* SOURCE DATA:
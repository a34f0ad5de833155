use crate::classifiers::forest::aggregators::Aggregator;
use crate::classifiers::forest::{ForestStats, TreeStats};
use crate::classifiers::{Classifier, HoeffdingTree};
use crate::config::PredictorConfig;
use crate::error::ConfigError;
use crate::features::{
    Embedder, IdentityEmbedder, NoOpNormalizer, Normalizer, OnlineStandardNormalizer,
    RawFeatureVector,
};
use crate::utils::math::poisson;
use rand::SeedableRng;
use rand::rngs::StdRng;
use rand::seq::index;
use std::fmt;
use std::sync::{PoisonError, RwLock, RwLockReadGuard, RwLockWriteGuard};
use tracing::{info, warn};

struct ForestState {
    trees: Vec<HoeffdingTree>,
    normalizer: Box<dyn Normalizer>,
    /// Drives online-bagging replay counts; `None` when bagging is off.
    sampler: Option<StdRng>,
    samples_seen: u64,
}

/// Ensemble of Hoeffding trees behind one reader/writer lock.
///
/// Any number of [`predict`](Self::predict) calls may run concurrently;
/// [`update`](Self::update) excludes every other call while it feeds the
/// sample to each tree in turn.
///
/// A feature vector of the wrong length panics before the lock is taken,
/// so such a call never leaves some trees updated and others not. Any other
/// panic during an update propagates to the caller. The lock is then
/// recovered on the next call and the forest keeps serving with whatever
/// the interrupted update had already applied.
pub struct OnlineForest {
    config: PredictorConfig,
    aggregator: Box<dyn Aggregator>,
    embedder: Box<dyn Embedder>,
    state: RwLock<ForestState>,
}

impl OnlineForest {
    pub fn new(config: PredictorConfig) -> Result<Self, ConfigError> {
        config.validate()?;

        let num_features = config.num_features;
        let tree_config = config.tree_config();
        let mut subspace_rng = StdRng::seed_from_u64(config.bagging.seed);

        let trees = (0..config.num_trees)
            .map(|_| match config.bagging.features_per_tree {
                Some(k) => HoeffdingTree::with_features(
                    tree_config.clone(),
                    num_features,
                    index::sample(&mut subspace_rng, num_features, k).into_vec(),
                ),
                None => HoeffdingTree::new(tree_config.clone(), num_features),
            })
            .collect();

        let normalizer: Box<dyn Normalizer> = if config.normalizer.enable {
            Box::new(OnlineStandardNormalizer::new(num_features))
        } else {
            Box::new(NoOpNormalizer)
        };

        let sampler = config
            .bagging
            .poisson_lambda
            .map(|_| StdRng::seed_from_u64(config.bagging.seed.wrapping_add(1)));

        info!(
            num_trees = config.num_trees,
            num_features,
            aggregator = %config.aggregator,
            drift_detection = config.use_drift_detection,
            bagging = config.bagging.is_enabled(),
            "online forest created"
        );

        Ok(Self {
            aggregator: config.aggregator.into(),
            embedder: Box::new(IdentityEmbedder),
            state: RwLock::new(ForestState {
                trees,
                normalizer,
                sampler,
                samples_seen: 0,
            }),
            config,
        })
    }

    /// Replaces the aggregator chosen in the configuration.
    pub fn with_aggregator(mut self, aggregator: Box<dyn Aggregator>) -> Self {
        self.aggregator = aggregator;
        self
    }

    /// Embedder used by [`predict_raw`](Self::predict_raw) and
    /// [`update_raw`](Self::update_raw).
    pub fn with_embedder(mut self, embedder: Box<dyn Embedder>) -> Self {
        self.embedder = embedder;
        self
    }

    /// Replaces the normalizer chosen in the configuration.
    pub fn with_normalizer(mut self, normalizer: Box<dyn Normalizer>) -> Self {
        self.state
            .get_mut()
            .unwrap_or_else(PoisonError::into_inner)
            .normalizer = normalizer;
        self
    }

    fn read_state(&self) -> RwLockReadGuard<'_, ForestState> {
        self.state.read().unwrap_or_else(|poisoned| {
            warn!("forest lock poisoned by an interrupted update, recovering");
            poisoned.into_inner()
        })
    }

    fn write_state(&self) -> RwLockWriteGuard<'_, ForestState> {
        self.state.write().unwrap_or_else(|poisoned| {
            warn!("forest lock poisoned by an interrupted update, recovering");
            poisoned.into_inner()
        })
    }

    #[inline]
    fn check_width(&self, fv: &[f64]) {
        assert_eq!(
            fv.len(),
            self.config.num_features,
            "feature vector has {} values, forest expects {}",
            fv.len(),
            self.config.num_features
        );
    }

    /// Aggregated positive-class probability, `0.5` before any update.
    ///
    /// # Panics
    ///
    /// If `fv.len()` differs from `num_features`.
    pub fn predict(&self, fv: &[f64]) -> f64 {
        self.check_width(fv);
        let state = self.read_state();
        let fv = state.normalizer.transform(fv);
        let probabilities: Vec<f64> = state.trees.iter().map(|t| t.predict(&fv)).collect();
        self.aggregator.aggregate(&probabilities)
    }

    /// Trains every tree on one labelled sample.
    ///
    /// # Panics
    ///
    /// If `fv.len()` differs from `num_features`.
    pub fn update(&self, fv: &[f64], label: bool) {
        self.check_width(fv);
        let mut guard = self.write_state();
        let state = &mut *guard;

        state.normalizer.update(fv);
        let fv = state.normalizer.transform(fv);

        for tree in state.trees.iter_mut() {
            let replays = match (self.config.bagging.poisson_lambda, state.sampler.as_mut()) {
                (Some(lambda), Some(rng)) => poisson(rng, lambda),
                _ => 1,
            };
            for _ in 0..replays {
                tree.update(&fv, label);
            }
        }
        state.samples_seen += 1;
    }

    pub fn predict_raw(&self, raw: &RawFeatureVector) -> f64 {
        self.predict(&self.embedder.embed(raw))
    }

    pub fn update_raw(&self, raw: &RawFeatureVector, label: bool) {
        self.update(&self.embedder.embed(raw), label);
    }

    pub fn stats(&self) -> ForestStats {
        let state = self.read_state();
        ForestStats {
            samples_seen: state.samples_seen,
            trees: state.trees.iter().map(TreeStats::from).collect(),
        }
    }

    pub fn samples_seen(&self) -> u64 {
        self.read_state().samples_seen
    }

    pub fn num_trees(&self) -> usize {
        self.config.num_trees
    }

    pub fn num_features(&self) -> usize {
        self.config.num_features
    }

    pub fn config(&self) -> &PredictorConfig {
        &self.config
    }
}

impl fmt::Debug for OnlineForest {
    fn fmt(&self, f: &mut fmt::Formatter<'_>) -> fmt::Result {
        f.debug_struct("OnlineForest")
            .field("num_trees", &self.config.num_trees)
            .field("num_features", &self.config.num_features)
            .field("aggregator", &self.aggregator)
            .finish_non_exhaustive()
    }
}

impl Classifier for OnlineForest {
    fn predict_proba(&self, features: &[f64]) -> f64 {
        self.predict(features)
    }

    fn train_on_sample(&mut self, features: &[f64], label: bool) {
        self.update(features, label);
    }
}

==

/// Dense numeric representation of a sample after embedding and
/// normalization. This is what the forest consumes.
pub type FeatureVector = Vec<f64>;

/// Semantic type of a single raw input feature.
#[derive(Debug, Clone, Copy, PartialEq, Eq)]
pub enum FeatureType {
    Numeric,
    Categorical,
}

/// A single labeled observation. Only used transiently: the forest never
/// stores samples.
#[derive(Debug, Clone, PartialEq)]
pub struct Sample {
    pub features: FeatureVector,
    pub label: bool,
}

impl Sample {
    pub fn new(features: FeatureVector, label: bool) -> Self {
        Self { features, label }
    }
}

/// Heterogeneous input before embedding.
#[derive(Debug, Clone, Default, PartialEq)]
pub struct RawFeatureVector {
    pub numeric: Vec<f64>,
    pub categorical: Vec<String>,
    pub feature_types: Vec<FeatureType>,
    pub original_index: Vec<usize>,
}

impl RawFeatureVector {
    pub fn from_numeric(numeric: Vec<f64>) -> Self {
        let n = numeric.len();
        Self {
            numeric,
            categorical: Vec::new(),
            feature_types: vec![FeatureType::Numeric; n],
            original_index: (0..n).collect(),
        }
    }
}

* DIRECTIONS FOR THIS TASK: Copy out each line of the data containing the string "ForestState".

* RESULT OF THIS TASK:
struct ForestState {
    state: RwLock<ForestState>,
            state: RwLock::new(ForestState {
    fn read_state(&self) -> RwLockReadGuard<'_, ForestState> {
    fn write_state(&self) -> RwLockWriteGuard<'_, ForestState> {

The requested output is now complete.